**EXERCISE DIRECTIONS**: Exactly as they appear below, repeat the lines from the one with "pub fn with_n_features_per_split(mut" through the one with "Created unfitted by", and no others.

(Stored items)

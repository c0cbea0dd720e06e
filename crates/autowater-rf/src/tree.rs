use rand::Rng;
use tracing::{debug, instrument};

use crate::{
    Dataset, RfError,
    node::{FeatureIndex, Node},
    split::{SplitResult, find_best_split, mean_at, sample_features},
};

/// Growth configuration for a single CART regression tree.
///
/// Construct via [`TreeParams::new`], then chain `with_*` methods.
///
/// # Defaults
///
/// | Parameter              | Default               |
/// |------------------------|-----------------------|
/// | `max_depth`            | 100                   |
/// | `min_samples_split`    | 2                     |
/// | `n_features_per_split` | `None` (all features) |
#[derive(Debug, Clone, Copy, PartialEq, Eq, serde::Serialize, serde::Deserialize)]
pub struct TreeParams {
    pub(crate) max_depth: usize,
    pub(crate) min_samples_split: usize,
    pub(crate) n_features_per_split: Option<usize>,
}

impl TreeParams {
    /// Create growth parameters with default values.
    #[must_use]
    pub fn new() -> Self {
        Self {
            max_depth: 100,
            min_samples_split: 2,
            n_features_per_split: None,
        }
    }

    /// Set the maximum tree depth (root is depth 0).
    ///
    /// `0` yields a single leaf holding the mean target. Growth itself uses
    /// no recursion, but dropping and (de)serializing a tree recurse once
    /// per level, so keep the depth in the low thousands. A tree can never
    /// be deeper than its sample count minus one.
    #[must_use]
    pub fn with_max_depth(mut self, max_depth: usize) -> Self {
        self.max_depth = max_depth;
        self
    }

    /// Set the minimum number of samples required to attempt a split.
    #[must_use]
    pub fn with_min_samples_split(mut self, min_samples_split: usize) -> Self {
        self.min_samples_split = min_samples_split;
        self
    }

    /// Set the number of features drawn as split candidates at each node.
    ///
    /// `None` means all features. Values above the dataset's feature count
    /// are capped at fit time; `Some(0)` is rejected.
    #[must_use]
    pub fn with_n_features_per_split(mut self, n_features_per_split: Option<usize>) -> Self {
        self.n_features_per_split = n_features_per_split;
        self
    }

    /// Return the maximum depth.
    #[must_use]
    pub fn max_depth(&self) -> usize {
        self.max_depth
    }

    /// Return the minimum samples required to split a node.
    #[must_use]
    pub fn min_samples_split(&self) -> usize {
        self.min_samples_split
    }

    /// Return the requested features per split, if set.
    #[must_use]
    pub fn n_features_per_split(&self) -> Option<usize> {
        self.n_features_per_split
    }

    /// Check the parameters that can be checked without data.
    ///
    /// # Errors
    ///
    /// | Variant                             | When                               |
    /// |-------------------------------------|------------------------------------|
    /// | [`RfError::InvalidMinSamplesSplit`] | `min_samples_split` is 0           |
    /// | [`RfError::InvalidFeaturesPerSplit`]| `n_features_per_split` is `Some(0)`|
    pub fn validate(&self) -> Result<(), RfError> {
        if self.min_samples_split < 1 {
            return Err(RfError::InvalidMinSamplesSplit {
                min_samples_split: self.min_samples_split,
            });
        }
        if self.n_features_per_split == Some(0) {
            return Err(RfError::InvalidFeaturesPerSplit);
        }
        Ok(())
    }

    /// Resolve the per-split feature count against `n_features`.
    pub(crate) fn resolve_features_per_split(&self, n_features: usize) -> usize {
        self.n_features_per_split
            .map_or(n_features, |k| k.min(n_features))
    }
}

impl Default for TreeParams {
    fn default() -> Self {
        Self::new()
    }
}

/// Fitted state of a tree: the root and the shape it was trained on.
#[derive(Debug, Clone, PartialEq, serde::Serialize, serde::Deserialize)]
struct Fitted {
    root: Node,
    n_features: usize,
    n_features_per_split: usize,
}

/// A CART regression tree grown by variance reduction.
///
/// Created unfitted by [`RegressionTree::new`]; [`RegressionTree::fit`]
/// grows the root exactly once.
#[derive(Debug, Clone, PartialEq, serde::Serialize, serde::Deserialize)]
pub struct RegressionTree {
    params: TreeParams,
    fitted: Option<Fitted>,
}

/// Read-only state shared by every node expansion.
struct Grower<'a> {
    columns: &'a [Vec<f64>],
    targets: &'a [f64],
    params: &'a TreeParams,
    n_features_per_split: usize,
}

/// A grown node whose children are still addressed by slot index.
enum Slot {
    Leaf {
        value: f64,
        n_samples: usize,
    },
    Split {
        feature: FeatureIndex,
        threshold: f64,
        n_samples: usize,
        left: usize,
        right: usize,
    },
}

const VACANT: Slot = Slot::Leaf {
    value: 0.0,
    n_samples: 0,
};

impl Grower<'_> {
    /// Split `indices` if a stopping rule doesn't apply and some candidate
    /// reduces variance.
    fn try_split(&self, indices: &[usize], depth: usize, rng: &mut impl Rng) -> Option<SplitResult> {
        let depth_reached = depth >= self.params.max_depth;
        let too_few = indices.len() < self.params.min_samples_split;
        let first = self.targets[indices[0]];
        let constant = indices.iter().all(|&i| self.targets[i] == first);

        if depth_reached || too_few || constant {
            return None;
        }

        let candidates = sample_features(self.columns.len(), self.n_features_per_split, rng);
        find_best_split(self.columns, self.targets, indices, &candidates)
    }

    /// Grow the tree for the partition `indices`.
    ///
    /// Nodes are expanded in pre-order from an explicit work stack, so the
    /// rng is consumed node by node down the left subtree first. Children
    /// always land in higher slots than their parent, which lets the boxed
    /// tree be assembled in one reverse pass.
    fn grow(&self, indices: Vec<usize>, rng: &mut impl Rng) -> Node {
        let mut slots = vec![VACANT];
        let mut work = vec![(0usize, indices, 0usize)];

        while let Some((slot, indices, depth)) = work.pop() {
            let grown = match self.try_split(&indices, depth, rng) {
                None => Slot::Leaf {
                    value: mean_at(self.targets, &indices),
                    n_samples: indices.len(),
                },
                Some(split) => {
                    let left = slots.len();
                    let right = left + 1;
                    slots.push(VACANT);
                    slots.push(VACANT);
                    work.push((right, split.right_indices, depth + 1));
                    work.push((left, split.left_indices, depth + 1));
                    Slot::Split {
                        feature: split.feature,
                        threshold: split.threshold,
                        n_samples: indices.len(),
                        left,
                        right,
                    }
                }
            };
            slots[slot] = grown;
        }

        let vacant_node = || Node::Leaf {
            value: 0.0,
            n_samples: 0,
        };
        let mut nodes: Vec<Node> = slots.iter().map(|_| vacant_node()).collect();
        for (i, slot) in slots.into_iter().enumerate().rev() {
            let node = match slot {
                Slot::Leaf { value, n_samples } => Node::Leaf { value, n_samples },
                Slot::Split {
                    feature,
                    threshold,
                    n_samples,
                    left,
                    right,
                } => Node::Split {
                    feature,
                    threshold,
                    left: Box::new(std::mem::replace(&mut nodes[left], vacant_node())),
                    right: Box::new(std::mem::replace(&mut nodes[right], vacant_node())),
                    n_samples,
                },
            };
            nodes[i] = node;
        }
        nodes.swap_remove(0)
    }
}

impl RegressionTree {
    /// Create an unfitted tree with the given growth parameters.
    #[must_use]
    pub fn new(params: TreeParams) -> Self {
        Self {
            params,
            fitted: None,
        }
    }

    /// Grow the tree on `dataset`, drawing split candidates from `rng`.
    ///
    /// Each node becomes a leaf (the mean of its targets) when the depth
    /// limit is reached, it holds fewer than `min_samples_split` rows, its
    /// targets are all equal, or no candidate split reduces variance.
    /// Otherwise it splits on the best of a fresh random feature subset.
    ///
    /// # Errors
    ///
    /// | Variant                              | When                                  |
    /// |--------------------------------------|---------------------------------------|
    /// | [`RfError::AlreadyFitted`]           | the tree already has a root           |
    /// | [`RfError::InvalidMinSamplesSplit`]  | `min_samples_split` is 0              |
    /// | [`RfError::InvalidFeaturesPerSplit`] | `n_features_per_split` is `Some(0)`   |
    #[instrument(skip_all, fields(n_samples = dataset.n_samples(), n_features = dataset.n_features()))]
    pub fn fit(&mut self, dataset: &Dataset, rng: &mut impl Rng) -> Result<(), RfError> {
        if self.fitted.is_some() {
            return Err(RfError::AlreadyFitted);
        }
        self.params.validate()?;

        let n_features = dataset.n_features();
        let n_features_per_split = self.params.resolve_features_per_split(n_features);

        let columns = dataset.columns();
        let grower = Grower {
            columns: &columns,
            targets: dataset.targets(),
            params: &self.params,
            n_features_per_split,
        };
        let root = grower.grow((0..dataset.n_samples()).collect(), rng);

        debug!(
            n_nodes = root.n_nodes(),
            depth = root.depth(),
            n_features_per_split,
            "regression tree grown"
        );

        self.fitted = Some(Fitted {
            root,
            n_features,
            n_features_per_split,
        });
        Ok(())
    }

    /// Predict the target for a single sample.
    ///
    /// # Errors
    ///
    /// | Variant                                | When                           |
    /// |----------------------------------------|--------------------------------|
    /// | [`RfError::NotFitted`]                 | `fit` has not run              |
    /// | [`RfError::PredictionFeatureMismatch`] | `sample.len() != n_features`   |
    /// | [`RfError::NonFinitePredictionInput`]  | a value is NaN or infinite     |
    pub fn predict_one(&self, sample: &[f64]) -> Result<f64, RfError> {
        let fitted = self.fitted.as_ref().ok_or(RfError::NotFitted)?;
        check_sample(sample, fitted.n_features)?;
        Ok(fitted.root.leaf_value(sample))
    }

    /// Predict targets for a batch of samples, preserving order.
    ///
    /// # Errors
    ///
    /// Same as [`RegressionTree::predict_one`], for the first failing sample.
    pub fn predict(&self, samples: &[Vec<f64>]) -> Result<Vec<f64>, RfError> {
        samples.iter().map(|s| self.predict_one(s)).collect()
    }

    /// Traverse without validation; the caller has already checked `sample`.
    pub(crate) fn predict_unchecked(&self, sample: &[f64]) -> Option<f64> {
        self.fitted.as_ref().map(|f| f.root.leaf_value(sample))
    }

    /// Return the growth parameters.
    #[must_use]
    pub fn params(&self) -> &TreeParams {
        &self.params
    }

    /// Return `true` once `fit` has succeeded.
    #[must_use]
    pub fn is_fitted(&self) -> bool {
        self.fitted.is_some()
    }

    /// Return the root node, if fitted.
    #[must_use]
    pub fn root(&self) -> Option<&Node> {
        self.fitted.as_ref().map(|f| &f.root)
    }

    /// Return the number of features the tree was trained on, if fitted.
    #[must_use]
    pub fn n_features(&self) -> Option<usize> {
        self.fitted.as_ref().map(|f| f.n_features)
    }

    /// Return the resolved features-per-split used during growth, if fitted.
    #[must_use]
    pub fn n_features_per_split(&self) -> Option<usize> {
        self.fitted.as_ref().map(|f| f.n_features_per_split)
    }

    /// Return the maximum depth of the grown tree (0 for a single leaf or unfitted).
    #[must_use]
    pub fn depth(&self) -> usize {
        self.root().map_or(0, Node::depth)
    }

    /// Return the number of leaf nodes (0 when unfitted).
    #[must_use]
    pub fn n_leaves(&self) -> usize {
        self.root().map_or(0, Node::n_leaves)
    }

    /// Return the total number of nodes (0 when unfitted).
    #[must_use]
    pub fn n_nodes(&self) -> usize {
        self.root().map_or(0, Node::n_nodes)
    }
}

#[cfg(test)]
impl RegressionTree {
    /// Wrap an already-built root as a fitted tree.
    pub(crate) fn from_root(params: TreeParams, root: Node, n_features: usize) -> Self {
        let n_features_per_split = params.resolve_features_per_split(n_features);
        Self {
            params,
            fitted: Some(Fitted {
                root,
                n_features,
                n_features_per_split,
            }),
        }
    }
}

/// Validate a prediction input against the training arity.
pub(crate) fn check_sample(sample: &[f64], n_features: usize) -> Result<(), RfError> {
    if sample.len() != n_features {
        return Err(RfError::PredictionFeatureMismatch {
            expected: n_features,
            got: sample.len(),
        });
    }
    if let Some(feature_index) = sample.iter().position(|v| !v.is_finite()) {
        return Err(RfError::NonFinitePredictionInput { feature_index });
    }
    Ok(())
}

**RESPONSE TO THIS EXERCISE**:
    pub fn with_n_features_per_split(mut self, n_features_per_split: Option<usize>) -> Self {
        self.n_features_per_split = n_features_per_split;
        self
    }

    /// Return the maximum depth.
    #[must_use]
    pub fn max_depth(&self) -> usize {
        self.max_depth
    }

    /// Return the minimum samples required to split a node.
    #[must_use]
    pub fn min_samples_split(&self) -> usize {
        self.min_samples_split
    }

    /// Return the requested features per split, if set.
    #[must_use]
    pub fn n_features_per_split(&self) -> Option<usize> {
        self.n_features_per_split
    }

    /// Check the parameters that can be checked without data.
    ///
    /// # Errors
    ///
    /// | Variant                             | When                               |
    /// |-------------------------------------|------------------------------------|
    /// | [`RfError::InvalidMinSamplesSplit`] | `min_samples_split` is 0           |
    /// | [`RfError::InvalidFeaturesPerSplit`]| `n_features_per_split` is `Some(0)`|
    pub fn validate(&self) -> Result<(), RfError> {
        if self.min_samples_split < 1 {
            return Err(RfError::InvalidMinSamplesSplit {
                min_samples_split: self.min_samples_split,
            });
        }
        if self.n_features_per_split == Some(0) {
            return Err(RfError::InvalidFeaturesPerSplit);
        }
        Ok(())
    }

    /// Resolve the per-split feature count against `n_features`.
    pub(crate) fn resolve_features_per_split(&self, n_features: usize) -> usize {
        self.n_features_per_split
            .map_or(n_features, |k| k.min(n_features))
    }
}

impl Default for TreeParams {
    fn default() -> Self {
        Self::new()
    }
}

/// Fitted state of a tree: the root and the shape it was trained on.
#[derive(Debug, Clone, PartialEq, serde::Serialize, serde::Deserialize)]
struct Fitted {
    root: Node,
    n_features: usize,
    n_features_per_split: usize,
}

/// A CART regression tree grown by variance reduction.
///
/// Created unfitted by [`RegressionTree::new`]; [`RegressionTree::fit`]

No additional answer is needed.